Записки психиатра. Безумие королей и других правителей - стр. 20
В тот же день, 13 октября 54 года, Секст Афраний Бурр привел шестнадцатилетнего Нерона к своим преторианцам, и те дружно кричали «виват!», признавая его новым императором.
– Мамочка, поздравь меня, я императором стал! – похвастался Нерон Агриппине. – Теперь я большой мальчик и могу тебя не слушаться.
– Morologus es![7] – рассмеялась Агриппина, – теперь слушаться меня будешь не только ты, но и Вечный город, и вся империя!
Доходило до абсурда: матушка (небывалое дело!) на официальных приемах садилась рядом с венценосным сыночком, вполголоса делала ему замечания (спину не горбить, в носу не ковыряться!) и подсказывала – а по факту диктовала, – что говорить, какие распоряжения отдавать. Пока ступор официальных лиц не сменился праведным негодованием, Сенека (он уже многое повидал и мало кого боялся) втолковал Агриппине, что так и до беды недалеко, и та сбавила обороты – во всяком случае, на людях. А дома продолжала парня шпынять: я тебе империю подогнала, так что будь добр, слушайся, мать плохого не посоветует!
Бурр и Сенека, малость придавленные амбициями Агриппины, решили, что пора отнимать мальца от материнской груди. А то эти две мегерочки, нелюбимая жена и готовая задавить своим… нет, не бюстом, а авторитетом и властолюбием матушка до того парня достали, что он в загул по тратториям да лупанариям ударился, лишь бы дома пореже бывать. И тут такая удача: на глаза Нерону попалась Клавдия Акта, красавица-вольноотпущенница, из бывших рабынь, что по случаю то ли Клавдий-покойник прикупил, то ли дочка его. Что уж там Нерону запало – экзотическая ли красота (Клавдия была родом с Востока), впитанный ли ею с молоком матери обычай почитать своего мужчину и не перечить ему, – но он реально увлекся. Да что там – влюбился!
Реакцию Агриппины было несложно просчитать: «Нерон, фу! Брось каку!» Но тут нашла коса на камень.
Видя, что влияние на сына, а вместе с ним и реальная власть норовят выскользнуть из рук, Агриппина топнула ножкой и, словно Петрушку из скоморошьей торбы, вновь извлекла на свет Британника. Мол, щас я буду из этого мальчика делать нового императора. А то Нерон сломался почему-то, испортился, команд не слушается.
– Vae! – шлепнул ладонью себя по лицу Нерон. – Мама, ну сколько можно! Впрочем, в игру с твоими фигурками можно играть и вдвоем, и сейчас твой мелкий cacator[8] уйдет в отбой.

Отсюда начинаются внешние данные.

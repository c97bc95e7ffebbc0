//! Grid command - fetch one snapshot and print grid bot settings

use anyhow::{Context, Result};
use maverick_book::config::StrategyConfig;
use maverick_book::tradingview::{IndicatorSource, ScannerClient};
use maverick_book::{
    compute_grid_strategy, normalize_snapshot, Config, GridStrategy, IndicatorSnapshot, Symbol,
};
use std::time::Duration;
use tracing::{debug, info};

pub fn run(
    config_path: Option<String>,
    symbol: String,
    exchange_override: Option<String>,
    interval_override: Option<String>,
    num_grids_override: Option<u32>,
    json: bool,
) -> Result<()> {
    let mut config = Config::load(config_path.as_deref())?;

    if let Some(exchange) = exchange_override {
        info!("Overriding exchange to: {}", exchange);
        config.market.exchange = exchange;
    }
    if let Some(interval) = interval_override {
        config.market.interval = interval.parse().map_err(anyhow::Error::msg)?;
        info!("Overriding interval to: {}", config.market.interval);
    }
    if let Some(num_grids) = num_grids_override {
        info!("Overriding number of grids to: {}", num_grids);
        config.strategy.num_grids = num_grids;
    }

    let symbol = Symbol::new(symbol);
    let market = &config.market;
    let client = ScannerClient::with_timeout(Duration::from_secs(market.timeout_secs))?;

    info!(
        "Fetching {} from {} ({}, {})",
        symbol, market.exchange, market.screener, market.interval
    );
    let rt = tokio::runtime::Runtime::new()?;
    let raw = rt
        .block_on(client.fetch_indicators(&symbol, &market.exchange, &market.screener, market.interval))
        .with_context(|| format!("Error fetching data for {}", symbol))?;
    debug!("Received {} indicator values", raw.len());

    let snapshot = normalize_snapshot(&raw)
        .with_context(|| format!("Unusable snapshot for {}", symbol))?;
    let strategy = compute_grid_strategy(&snapshot, &config.strategy)
        .with_context(|| format!("Unable to compute grid strategy for {}", symbol))?;

    info!(
        "{}: {} (grid size {}, {} grids)",
        symbol, strategy.recommendation, strategy.grid.grid_size, strategy.grid.num_grids
    );

    if json {
        println!("{}", serde_json::to_string_pretty(&strategy)?);
    } else {
        print_report(&symbol, &snapshot, &strategy, &config.strategy);
    }

    Ok(())
}

fn print_report(
    symbol: &Symbol,
    snapshot: &IndicatorSnapshot,
    s: &GridStrategy,
    params: &StrategyConfig,
) {
    let thresholds = params.thresholds();

    println!("\n{}", "=".repeat(60));
    println!("GRID OPTIMIZATION: {}", symbol);
    println!("{}", "=".repeat(60));

    println!("\nPivot Points");
    for (name, level) in s.pivots.ladder().iter().rev() {
        println!("  {:<8} {:.8}", name, level);
    }

    println!("\nMarket Data");
    if let Some(open) = snapshot.open {
        println!("  Open:            {:.8}", open);
    }
    println!("  High / Low:      {:.8} / {:.8}", snapshot.high, snapshot.low);
    println!("  Current Price:   {:.8}", s.current_price);
    println!("  ATR:             {:.8}", s.atr);
    println!("  Grid Profit (%): {:.2}%", s.grid_profit_pct);

    println!("\nStrategy Recommendation: {}", s.recommendation);

    println!("\nOptimized Grid Settings");
    println!("  Entry Point:     {:.8}", s.grid.entry_point);
    println!("  Exit Point:      {:.8}", s.grid.exit_point);
    println!("  Stop Loss:       {:.8}", s.grid.stop_loss);
    println!("  Take Profit:     {:.8}", s.grid.take_profit);
    println!("  Grid Size:       {:.8}", s.grid.grid_size);
    println!("  Number of Grids: {}", s.grid.num_grids);
    println!("  Band Width:      {:.8}", s.grid.span());

    let levels = s.levels();
    if !levels.is_empty() {
        println!("\nGrid Levels");
        for level in &levels {
            let marker = if level.in_profit_zone { "+" } else { "-" };
            println!("  {} #{:<3} {:.8}", marker, level.index, level.price);
        }
    }

    println!("\nStrategy Explanation");
    println!(
        "  Distance from price to R1: {:.2}%",
        s.distances.to_r1_pct
    );
    println!(
        "  Distance from price to S1: {:.2}%",
        s.distances.to_s1_pct
    );
    println!(
        "  LONG needs R1 > {}% away and S1 < {}% away; SHORT is the mirror image.",
        thresholds.far, thresholds.near
    );
    println!("  Orders are placed between entry and exit, clamped to the S1/R1 band,");
    println!("  with a stop loss 5% beyond the entry point.");
    println!("{}\n", "=".repeat(60));
}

С первого раза притравить Британника не получилось – можно сказать, легко обделался. Но Нерон был последователен и настойчив – и было отчего. Погрозив кулаком преторианскому трибуну Палланту и его цепной собачонке-отравительнице Локусте, он дал им второй шанс. Последний, но чтобы без осечек. Как писал потом Тацит в «Анналах»:
«…так как кушанья и напитки Британника отведывал выделенный для этого раб, то, чтобы не был нарушен установленный порядок или смерть их обоих не разоблачила злодейского умысла, была придумана следующая уловка. Еще безвредное, но недостаточно остуженное и уже отведанное рабом питье передается Британнику; отвергнутое им как чрезмерно горячее, оно разбавляется холодной водой с разведенным в ней ядом, который мгновенно проник во все его члены, так что у него разом пресеклись голос и дыхание.
…Одна и та же ночь видела умерщвление и погребальный костер Британника, ибо все необходимое для его скромно обставленных похорон было предусмотрено и припасено заранее. Впрочем, его погребли все-таки на Марсовом поле при столь бурном ливне, что народ увидел в нем проявление гнева богов, возмущенных преступлением принцепса, тогда как многие, принимая во внимание известные в прошлом раздоры и усобицы между братьями и то, что верховная власть неделима, отнеслись к нему снисходительно.